* [Task statement]:
Do any lines in the data below contain "materialization"? If so, copy every one of them.

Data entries
☆ ☆ ☆ ☆ ☆
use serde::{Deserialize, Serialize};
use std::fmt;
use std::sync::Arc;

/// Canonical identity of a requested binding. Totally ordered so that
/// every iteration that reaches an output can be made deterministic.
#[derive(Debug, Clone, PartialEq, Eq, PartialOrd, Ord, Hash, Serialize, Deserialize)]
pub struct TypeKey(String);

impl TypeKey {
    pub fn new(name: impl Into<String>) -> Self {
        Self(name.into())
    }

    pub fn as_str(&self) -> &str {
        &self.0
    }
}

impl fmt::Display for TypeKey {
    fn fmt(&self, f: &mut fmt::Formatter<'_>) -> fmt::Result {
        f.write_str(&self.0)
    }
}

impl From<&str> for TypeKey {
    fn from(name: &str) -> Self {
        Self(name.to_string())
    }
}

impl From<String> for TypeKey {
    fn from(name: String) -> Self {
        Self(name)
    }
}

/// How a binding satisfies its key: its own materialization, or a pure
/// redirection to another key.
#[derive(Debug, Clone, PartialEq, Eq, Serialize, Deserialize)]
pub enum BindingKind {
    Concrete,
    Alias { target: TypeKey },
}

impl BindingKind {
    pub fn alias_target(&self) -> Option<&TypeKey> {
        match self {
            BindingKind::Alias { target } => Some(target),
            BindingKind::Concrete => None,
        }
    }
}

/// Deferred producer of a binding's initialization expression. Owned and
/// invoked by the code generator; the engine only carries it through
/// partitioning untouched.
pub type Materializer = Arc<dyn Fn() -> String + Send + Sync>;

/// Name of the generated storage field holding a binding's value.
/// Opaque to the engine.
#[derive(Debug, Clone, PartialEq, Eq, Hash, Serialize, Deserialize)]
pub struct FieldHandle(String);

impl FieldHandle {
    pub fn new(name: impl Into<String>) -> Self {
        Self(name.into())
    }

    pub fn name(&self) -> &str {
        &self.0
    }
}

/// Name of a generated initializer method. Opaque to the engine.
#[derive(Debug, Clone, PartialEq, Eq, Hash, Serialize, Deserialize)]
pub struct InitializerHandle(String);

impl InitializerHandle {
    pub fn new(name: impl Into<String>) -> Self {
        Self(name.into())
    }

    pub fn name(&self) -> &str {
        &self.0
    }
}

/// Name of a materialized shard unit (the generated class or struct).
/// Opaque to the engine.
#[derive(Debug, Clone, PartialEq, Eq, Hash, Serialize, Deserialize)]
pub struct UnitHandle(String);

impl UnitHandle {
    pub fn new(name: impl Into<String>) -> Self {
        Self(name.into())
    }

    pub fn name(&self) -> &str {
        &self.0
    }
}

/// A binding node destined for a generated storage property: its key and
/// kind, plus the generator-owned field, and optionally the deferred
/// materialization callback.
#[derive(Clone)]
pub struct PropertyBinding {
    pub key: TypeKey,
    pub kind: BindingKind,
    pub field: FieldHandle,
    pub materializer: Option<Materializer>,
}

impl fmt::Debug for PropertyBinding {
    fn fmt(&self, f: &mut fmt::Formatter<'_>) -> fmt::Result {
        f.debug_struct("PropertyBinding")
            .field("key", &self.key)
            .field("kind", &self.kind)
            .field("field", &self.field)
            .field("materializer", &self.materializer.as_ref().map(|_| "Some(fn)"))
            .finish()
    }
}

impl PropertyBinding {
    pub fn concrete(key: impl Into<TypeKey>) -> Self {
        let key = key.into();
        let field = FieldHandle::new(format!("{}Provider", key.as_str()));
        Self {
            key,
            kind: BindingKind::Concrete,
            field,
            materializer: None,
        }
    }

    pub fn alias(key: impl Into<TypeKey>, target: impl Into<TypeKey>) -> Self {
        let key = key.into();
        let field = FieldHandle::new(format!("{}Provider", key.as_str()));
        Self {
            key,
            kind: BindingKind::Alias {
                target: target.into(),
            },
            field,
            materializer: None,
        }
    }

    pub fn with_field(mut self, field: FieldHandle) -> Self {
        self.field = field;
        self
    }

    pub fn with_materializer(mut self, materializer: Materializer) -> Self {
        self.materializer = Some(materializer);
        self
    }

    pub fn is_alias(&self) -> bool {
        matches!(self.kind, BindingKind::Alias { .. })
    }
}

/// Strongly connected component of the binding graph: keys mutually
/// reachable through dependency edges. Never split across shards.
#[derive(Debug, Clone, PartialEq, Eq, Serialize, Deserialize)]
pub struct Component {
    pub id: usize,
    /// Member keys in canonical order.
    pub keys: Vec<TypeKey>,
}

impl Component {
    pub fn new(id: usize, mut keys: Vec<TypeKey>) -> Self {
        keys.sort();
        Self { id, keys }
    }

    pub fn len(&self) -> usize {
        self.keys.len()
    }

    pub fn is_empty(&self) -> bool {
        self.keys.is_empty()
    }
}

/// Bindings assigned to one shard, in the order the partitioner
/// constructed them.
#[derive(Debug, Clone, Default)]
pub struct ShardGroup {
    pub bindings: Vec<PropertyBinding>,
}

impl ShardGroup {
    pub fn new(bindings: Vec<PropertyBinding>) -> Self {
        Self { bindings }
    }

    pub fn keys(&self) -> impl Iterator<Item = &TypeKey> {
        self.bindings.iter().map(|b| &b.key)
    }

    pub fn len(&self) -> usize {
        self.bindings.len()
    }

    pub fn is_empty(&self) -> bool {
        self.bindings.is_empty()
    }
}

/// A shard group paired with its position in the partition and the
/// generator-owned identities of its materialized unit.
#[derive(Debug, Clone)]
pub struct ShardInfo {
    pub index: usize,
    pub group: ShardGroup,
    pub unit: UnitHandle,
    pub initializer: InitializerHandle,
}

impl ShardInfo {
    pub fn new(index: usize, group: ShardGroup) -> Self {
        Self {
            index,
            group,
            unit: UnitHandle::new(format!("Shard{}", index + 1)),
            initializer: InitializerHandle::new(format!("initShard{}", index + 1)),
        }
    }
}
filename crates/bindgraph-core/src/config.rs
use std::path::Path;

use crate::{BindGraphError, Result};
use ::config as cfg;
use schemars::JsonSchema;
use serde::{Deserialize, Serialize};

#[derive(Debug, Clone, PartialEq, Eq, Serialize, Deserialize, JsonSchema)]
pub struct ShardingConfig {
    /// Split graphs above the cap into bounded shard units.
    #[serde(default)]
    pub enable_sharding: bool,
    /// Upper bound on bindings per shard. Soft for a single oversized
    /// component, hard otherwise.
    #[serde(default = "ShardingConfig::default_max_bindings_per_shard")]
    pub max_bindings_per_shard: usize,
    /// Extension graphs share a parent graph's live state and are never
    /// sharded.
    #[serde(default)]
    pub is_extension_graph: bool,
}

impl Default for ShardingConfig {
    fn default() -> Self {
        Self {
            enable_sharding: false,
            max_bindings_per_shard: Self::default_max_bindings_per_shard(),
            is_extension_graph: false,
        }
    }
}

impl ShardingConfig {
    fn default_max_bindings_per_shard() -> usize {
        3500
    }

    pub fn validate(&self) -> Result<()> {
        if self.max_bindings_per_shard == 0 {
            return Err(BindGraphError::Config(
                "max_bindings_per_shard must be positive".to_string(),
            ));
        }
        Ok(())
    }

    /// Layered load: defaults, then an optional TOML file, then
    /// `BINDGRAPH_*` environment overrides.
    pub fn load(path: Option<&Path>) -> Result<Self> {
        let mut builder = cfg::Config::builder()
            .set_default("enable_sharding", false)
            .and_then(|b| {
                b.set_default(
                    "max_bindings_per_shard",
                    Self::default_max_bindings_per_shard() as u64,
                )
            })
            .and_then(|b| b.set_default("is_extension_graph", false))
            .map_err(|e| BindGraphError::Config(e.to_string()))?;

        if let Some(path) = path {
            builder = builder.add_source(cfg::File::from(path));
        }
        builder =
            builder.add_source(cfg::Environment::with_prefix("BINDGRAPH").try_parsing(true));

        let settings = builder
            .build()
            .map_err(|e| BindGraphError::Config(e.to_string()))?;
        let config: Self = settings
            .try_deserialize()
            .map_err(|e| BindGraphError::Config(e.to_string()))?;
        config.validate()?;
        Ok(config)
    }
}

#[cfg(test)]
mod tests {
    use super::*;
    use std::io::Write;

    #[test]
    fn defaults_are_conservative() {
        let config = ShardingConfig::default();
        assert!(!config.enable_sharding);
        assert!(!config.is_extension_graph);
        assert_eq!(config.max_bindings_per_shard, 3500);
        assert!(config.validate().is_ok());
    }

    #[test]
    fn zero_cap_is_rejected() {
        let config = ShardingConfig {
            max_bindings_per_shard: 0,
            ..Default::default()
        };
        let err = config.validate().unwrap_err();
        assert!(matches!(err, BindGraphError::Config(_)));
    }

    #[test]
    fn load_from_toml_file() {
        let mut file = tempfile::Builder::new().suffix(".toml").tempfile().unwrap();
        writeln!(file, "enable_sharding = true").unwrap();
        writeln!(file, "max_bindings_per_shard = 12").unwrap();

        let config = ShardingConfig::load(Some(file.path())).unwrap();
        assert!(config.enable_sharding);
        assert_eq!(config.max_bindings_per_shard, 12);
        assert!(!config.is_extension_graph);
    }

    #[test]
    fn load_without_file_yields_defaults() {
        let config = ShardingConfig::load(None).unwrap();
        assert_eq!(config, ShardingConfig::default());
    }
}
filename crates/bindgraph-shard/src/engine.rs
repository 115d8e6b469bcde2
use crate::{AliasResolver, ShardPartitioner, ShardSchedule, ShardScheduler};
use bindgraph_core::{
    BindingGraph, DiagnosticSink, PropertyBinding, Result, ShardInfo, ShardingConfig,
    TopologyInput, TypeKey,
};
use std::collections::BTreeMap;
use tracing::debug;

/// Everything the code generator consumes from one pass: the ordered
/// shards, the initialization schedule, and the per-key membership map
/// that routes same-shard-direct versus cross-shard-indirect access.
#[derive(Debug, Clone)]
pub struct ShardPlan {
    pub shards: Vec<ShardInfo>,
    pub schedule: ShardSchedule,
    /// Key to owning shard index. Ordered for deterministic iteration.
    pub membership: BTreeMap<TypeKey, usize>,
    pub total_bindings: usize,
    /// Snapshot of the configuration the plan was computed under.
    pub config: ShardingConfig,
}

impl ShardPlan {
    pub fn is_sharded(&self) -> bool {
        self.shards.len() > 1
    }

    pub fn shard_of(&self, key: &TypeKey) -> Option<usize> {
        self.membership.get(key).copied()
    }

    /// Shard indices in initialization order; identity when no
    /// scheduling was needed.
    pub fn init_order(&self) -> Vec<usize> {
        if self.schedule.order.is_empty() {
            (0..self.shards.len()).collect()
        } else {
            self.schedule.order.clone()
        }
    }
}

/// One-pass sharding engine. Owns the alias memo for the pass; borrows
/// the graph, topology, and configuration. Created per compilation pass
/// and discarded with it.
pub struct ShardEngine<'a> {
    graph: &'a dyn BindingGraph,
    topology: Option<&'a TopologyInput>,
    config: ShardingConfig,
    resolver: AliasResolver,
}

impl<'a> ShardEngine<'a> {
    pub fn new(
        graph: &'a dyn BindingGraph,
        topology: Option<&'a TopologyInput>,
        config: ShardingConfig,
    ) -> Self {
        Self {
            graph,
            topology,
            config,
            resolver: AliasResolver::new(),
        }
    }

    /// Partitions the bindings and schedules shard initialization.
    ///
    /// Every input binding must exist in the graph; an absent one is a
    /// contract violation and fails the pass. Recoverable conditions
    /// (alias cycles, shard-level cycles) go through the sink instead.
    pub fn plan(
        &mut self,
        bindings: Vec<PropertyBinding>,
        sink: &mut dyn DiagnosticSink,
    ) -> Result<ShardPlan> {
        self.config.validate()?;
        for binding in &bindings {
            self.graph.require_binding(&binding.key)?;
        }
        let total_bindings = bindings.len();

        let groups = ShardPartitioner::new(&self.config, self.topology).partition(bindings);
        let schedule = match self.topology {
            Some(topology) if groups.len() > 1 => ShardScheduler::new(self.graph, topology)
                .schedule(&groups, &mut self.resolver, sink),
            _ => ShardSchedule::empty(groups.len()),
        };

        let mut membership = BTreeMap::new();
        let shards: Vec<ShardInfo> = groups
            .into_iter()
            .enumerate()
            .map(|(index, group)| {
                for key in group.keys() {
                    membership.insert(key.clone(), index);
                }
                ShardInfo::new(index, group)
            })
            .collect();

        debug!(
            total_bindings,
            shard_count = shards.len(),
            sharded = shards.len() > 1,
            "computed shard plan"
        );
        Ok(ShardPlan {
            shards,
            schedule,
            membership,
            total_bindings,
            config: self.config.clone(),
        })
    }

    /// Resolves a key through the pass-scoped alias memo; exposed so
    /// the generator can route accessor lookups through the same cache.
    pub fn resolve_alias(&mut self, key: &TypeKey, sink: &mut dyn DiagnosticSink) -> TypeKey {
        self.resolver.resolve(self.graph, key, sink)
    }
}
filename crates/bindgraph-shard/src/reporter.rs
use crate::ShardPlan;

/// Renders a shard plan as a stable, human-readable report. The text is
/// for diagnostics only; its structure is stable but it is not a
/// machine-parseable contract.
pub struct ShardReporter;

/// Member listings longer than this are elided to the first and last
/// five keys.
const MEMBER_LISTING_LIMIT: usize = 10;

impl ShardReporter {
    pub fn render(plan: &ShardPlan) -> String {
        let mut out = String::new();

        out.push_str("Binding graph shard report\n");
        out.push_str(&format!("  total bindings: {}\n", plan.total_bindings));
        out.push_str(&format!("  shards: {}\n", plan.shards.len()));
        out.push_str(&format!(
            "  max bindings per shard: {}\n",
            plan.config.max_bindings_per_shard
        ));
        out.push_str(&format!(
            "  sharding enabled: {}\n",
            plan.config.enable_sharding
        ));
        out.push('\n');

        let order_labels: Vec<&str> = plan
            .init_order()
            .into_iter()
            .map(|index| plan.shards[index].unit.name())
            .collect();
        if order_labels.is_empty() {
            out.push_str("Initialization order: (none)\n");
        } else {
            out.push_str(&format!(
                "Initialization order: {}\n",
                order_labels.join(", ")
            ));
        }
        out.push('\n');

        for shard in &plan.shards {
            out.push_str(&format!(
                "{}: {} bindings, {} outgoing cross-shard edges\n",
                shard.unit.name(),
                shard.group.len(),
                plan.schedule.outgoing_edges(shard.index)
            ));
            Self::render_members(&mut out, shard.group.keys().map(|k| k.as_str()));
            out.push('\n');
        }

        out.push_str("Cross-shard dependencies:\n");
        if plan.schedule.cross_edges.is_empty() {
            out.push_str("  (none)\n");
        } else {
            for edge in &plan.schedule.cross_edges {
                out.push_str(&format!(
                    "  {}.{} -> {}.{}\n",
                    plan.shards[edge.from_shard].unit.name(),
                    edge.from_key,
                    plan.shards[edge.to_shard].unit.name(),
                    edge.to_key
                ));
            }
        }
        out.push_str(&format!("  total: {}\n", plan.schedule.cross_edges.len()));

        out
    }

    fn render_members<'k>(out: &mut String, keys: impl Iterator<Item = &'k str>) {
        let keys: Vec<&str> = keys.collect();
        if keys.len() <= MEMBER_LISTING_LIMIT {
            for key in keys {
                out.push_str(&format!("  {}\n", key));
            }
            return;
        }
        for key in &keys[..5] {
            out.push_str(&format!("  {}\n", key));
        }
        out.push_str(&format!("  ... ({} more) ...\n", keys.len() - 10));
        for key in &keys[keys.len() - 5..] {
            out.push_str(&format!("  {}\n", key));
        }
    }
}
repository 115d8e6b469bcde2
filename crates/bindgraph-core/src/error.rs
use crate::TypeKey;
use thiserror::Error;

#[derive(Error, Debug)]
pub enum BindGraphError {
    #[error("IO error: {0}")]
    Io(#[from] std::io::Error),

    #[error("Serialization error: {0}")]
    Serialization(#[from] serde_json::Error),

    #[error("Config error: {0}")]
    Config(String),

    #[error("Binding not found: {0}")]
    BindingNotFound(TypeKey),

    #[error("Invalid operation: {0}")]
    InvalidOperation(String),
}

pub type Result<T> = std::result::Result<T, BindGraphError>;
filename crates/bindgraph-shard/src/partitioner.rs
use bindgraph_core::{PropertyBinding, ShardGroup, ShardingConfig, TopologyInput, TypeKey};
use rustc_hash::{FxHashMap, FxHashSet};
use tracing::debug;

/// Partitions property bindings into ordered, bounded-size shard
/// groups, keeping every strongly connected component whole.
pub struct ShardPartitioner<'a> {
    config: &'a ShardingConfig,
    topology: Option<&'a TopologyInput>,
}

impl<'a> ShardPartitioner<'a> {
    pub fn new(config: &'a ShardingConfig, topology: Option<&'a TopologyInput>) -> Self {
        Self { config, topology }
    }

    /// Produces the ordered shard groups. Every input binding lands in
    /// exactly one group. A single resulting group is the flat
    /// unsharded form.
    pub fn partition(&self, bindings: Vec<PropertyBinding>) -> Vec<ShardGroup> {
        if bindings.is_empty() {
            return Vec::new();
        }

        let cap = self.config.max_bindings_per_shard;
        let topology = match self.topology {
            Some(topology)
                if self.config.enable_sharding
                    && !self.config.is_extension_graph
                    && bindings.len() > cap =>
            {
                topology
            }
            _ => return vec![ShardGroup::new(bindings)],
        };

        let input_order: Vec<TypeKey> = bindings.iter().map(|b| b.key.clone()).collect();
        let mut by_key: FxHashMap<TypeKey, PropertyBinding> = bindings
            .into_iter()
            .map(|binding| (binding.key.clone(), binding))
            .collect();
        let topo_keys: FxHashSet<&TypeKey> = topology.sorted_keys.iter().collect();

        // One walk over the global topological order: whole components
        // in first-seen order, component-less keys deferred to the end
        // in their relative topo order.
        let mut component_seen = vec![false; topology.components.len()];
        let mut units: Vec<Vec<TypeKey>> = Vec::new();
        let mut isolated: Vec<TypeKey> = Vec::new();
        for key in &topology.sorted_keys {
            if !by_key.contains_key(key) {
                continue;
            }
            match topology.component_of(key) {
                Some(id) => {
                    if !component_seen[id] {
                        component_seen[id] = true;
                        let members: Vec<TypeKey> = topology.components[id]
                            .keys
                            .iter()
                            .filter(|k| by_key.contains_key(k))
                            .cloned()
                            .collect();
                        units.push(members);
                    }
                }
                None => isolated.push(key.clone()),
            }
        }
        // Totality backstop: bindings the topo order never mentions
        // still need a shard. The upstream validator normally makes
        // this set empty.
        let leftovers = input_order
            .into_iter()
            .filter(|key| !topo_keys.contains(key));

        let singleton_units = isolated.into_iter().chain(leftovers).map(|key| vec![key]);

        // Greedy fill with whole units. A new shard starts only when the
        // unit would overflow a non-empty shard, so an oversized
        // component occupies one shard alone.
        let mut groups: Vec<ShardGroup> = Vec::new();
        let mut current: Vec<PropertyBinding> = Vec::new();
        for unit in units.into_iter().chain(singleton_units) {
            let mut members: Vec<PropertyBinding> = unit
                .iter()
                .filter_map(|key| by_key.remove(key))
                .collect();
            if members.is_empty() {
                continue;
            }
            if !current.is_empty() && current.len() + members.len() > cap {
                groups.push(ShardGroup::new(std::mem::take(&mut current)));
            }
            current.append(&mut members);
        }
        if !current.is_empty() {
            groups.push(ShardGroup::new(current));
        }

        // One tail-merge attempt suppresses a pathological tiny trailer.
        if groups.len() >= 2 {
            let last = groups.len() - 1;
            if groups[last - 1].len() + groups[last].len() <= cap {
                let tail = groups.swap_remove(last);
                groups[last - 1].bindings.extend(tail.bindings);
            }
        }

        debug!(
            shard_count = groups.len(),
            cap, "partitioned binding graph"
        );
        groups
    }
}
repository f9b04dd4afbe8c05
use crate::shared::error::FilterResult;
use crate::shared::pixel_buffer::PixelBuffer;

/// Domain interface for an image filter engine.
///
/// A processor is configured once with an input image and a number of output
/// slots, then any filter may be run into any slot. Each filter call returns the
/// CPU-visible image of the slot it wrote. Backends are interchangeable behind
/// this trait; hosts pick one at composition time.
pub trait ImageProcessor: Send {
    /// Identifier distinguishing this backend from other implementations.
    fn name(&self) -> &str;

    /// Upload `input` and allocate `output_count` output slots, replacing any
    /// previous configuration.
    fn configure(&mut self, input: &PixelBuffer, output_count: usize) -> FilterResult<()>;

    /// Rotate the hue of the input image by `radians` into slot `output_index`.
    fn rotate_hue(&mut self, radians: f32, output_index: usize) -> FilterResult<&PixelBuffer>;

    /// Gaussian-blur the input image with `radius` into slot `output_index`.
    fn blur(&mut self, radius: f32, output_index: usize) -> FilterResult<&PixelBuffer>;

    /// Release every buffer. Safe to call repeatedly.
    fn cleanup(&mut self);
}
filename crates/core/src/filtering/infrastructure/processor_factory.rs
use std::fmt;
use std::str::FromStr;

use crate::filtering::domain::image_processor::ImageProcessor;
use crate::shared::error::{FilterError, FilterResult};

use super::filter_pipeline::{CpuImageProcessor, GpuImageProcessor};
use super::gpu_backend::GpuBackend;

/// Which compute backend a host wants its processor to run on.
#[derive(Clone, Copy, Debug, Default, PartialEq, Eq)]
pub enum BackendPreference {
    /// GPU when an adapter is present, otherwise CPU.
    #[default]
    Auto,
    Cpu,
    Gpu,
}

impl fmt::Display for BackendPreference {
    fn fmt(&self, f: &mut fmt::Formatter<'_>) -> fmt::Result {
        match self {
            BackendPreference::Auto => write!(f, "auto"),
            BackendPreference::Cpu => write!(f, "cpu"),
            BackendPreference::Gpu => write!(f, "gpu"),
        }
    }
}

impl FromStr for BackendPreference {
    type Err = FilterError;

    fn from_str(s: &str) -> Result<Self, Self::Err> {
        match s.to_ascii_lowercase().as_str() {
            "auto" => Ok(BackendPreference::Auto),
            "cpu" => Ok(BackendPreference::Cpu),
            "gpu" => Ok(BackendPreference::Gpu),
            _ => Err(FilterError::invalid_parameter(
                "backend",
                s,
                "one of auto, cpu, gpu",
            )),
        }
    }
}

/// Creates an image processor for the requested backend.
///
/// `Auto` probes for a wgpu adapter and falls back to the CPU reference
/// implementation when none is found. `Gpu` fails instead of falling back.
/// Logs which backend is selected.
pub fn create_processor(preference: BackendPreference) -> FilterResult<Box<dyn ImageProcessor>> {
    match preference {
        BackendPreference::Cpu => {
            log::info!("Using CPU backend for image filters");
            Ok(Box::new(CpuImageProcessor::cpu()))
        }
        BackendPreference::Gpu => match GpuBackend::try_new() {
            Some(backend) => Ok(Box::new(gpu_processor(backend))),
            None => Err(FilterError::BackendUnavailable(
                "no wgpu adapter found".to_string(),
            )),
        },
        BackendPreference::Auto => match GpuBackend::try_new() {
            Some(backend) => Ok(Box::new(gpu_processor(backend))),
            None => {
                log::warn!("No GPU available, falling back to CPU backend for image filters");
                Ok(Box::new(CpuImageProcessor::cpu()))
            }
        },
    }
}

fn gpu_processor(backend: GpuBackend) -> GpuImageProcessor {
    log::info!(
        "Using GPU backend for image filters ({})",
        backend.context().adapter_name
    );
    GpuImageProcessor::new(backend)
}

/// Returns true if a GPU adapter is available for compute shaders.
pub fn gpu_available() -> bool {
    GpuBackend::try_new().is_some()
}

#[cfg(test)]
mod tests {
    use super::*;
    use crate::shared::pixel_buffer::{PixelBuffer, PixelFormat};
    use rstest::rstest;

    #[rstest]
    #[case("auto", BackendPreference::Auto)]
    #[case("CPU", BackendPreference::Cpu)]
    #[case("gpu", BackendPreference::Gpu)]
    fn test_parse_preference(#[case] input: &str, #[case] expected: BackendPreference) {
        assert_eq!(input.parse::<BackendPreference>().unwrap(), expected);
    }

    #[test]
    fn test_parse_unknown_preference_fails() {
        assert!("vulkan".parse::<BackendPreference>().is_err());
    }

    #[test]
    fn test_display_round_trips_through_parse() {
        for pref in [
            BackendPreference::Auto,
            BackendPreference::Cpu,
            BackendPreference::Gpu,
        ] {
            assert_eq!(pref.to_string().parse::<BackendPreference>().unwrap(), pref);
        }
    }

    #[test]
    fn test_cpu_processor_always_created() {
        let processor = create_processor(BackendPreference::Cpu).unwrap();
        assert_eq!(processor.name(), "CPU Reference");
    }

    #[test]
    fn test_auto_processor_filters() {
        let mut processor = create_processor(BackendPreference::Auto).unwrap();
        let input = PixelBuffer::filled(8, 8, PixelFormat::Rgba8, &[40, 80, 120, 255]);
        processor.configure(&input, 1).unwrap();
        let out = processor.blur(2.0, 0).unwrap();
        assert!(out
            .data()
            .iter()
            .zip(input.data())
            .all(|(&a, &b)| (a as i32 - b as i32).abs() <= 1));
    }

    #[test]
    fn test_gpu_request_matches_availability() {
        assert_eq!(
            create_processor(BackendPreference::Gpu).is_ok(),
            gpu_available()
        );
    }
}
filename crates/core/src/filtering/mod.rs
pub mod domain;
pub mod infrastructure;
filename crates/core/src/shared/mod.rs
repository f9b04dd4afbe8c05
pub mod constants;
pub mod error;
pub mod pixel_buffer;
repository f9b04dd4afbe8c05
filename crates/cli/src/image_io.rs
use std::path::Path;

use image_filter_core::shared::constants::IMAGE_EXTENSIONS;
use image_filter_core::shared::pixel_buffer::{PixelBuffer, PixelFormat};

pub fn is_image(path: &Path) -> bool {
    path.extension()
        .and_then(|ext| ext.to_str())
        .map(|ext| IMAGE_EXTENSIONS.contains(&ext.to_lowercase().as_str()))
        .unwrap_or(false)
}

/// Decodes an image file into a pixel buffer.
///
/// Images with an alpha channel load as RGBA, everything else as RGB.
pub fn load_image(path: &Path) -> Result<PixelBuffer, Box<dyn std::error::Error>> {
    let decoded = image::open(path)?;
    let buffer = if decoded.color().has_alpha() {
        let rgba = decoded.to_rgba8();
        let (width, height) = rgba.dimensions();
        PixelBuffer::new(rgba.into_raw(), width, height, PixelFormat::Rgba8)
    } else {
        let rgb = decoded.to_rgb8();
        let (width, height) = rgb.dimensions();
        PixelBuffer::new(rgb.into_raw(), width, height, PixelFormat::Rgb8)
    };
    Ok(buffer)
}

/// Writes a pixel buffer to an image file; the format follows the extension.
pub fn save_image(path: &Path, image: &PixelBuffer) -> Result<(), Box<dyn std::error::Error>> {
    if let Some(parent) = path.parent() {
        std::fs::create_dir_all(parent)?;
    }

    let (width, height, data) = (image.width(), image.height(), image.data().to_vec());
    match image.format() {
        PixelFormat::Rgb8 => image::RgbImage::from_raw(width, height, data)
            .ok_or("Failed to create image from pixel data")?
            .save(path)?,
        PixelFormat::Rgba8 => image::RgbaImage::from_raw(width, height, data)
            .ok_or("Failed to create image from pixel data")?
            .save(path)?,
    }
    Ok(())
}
☆ ☆ ☆ ☆ ☆
* [Response to this exercise]:
/// How a binding satisfies its key: its own materialization, or a pure
/// materialization callback.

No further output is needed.